• [Assignment]: Copy the entries exactly, through the "fn default() ->" line.

(Records shown)

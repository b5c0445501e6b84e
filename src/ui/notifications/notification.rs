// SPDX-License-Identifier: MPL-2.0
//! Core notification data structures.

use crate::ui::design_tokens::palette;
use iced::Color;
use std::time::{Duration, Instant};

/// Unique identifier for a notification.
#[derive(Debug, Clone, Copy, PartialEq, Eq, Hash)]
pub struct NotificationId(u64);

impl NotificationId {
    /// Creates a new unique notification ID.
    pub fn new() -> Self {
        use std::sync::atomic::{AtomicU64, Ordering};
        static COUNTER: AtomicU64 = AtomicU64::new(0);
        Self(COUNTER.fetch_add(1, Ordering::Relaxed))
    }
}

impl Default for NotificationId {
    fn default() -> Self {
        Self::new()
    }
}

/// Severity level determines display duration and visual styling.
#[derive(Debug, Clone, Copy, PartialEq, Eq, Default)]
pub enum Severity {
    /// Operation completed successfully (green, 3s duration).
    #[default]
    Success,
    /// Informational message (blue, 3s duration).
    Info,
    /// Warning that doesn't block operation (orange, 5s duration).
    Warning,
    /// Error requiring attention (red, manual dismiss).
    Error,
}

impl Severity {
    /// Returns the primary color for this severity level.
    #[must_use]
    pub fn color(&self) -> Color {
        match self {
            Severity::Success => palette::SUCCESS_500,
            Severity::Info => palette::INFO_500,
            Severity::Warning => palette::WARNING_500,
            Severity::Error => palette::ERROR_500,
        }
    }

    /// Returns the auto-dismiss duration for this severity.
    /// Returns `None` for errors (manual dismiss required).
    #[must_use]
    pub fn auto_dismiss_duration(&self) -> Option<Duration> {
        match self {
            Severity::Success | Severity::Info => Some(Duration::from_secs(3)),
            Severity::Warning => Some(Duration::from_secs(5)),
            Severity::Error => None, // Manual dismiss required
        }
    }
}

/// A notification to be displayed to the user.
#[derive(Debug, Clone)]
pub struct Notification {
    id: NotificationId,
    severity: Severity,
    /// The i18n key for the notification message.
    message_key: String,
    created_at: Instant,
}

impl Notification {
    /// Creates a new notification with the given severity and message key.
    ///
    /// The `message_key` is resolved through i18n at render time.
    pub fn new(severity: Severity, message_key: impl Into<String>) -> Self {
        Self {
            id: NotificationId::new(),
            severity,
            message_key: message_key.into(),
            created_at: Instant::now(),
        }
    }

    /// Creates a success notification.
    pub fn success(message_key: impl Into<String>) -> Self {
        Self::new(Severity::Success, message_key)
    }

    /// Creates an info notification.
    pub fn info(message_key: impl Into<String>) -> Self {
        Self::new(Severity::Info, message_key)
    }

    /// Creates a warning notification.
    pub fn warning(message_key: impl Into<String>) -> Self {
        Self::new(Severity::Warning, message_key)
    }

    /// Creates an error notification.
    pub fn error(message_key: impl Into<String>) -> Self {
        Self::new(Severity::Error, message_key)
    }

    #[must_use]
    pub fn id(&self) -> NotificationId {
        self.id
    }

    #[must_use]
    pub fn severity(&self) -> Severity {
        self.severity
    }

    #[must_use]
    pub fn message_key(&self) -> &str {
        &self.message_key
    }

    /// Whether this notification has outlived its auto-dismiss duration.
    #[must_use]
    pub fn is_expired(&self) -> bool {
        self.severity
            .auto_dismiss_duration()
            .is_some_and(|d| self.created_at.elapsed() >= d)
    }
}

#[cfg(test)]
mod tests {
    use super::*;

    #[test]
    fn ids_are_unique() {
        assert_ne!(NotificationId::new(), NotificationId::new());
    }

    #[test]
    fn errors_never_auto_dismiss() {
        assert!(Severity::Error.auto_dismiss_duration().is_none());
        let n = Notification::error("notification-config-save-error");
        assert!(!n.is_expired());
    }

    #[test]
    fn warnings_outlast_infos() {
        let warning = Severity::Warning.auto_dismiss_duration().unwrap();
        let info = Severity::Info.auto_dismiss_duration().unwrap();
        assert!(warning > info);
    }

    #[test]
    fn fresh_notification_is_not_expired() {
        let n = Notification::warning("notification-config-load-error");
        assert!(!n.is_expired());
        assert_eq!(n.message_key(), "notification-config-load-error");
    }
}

(End Records shown)

• [Task result]:
repository b5c0445501e6b84e
filename src/ui/notifications/notification.rs
// SPDX-License-Identifier: MPL-2.0
//! Core notification data structures.

use crate::ui::design_tokens::palette;
use iced::Color;
use std::time::{Duration, Instant};

/// Unique identifier for a notification.
#[derive(Debug, Clone, Copy, PartialEq, Eq, Hash)]
pub struct NotificationId(u64);

impl NotificationId {
    /// Creates a new unique notification ID.
    pub fn new() -> Self {
        use std::sync::atomic::{AtomicU64, Ordering};
        static COUNTER: AtomicU64 = AtomicU64::new(0);
        Self(COUNTER.fetch_add(1, Ordering::Relaxed))
    }
}

impl Default for NotificationId {
    fn default() -> Self {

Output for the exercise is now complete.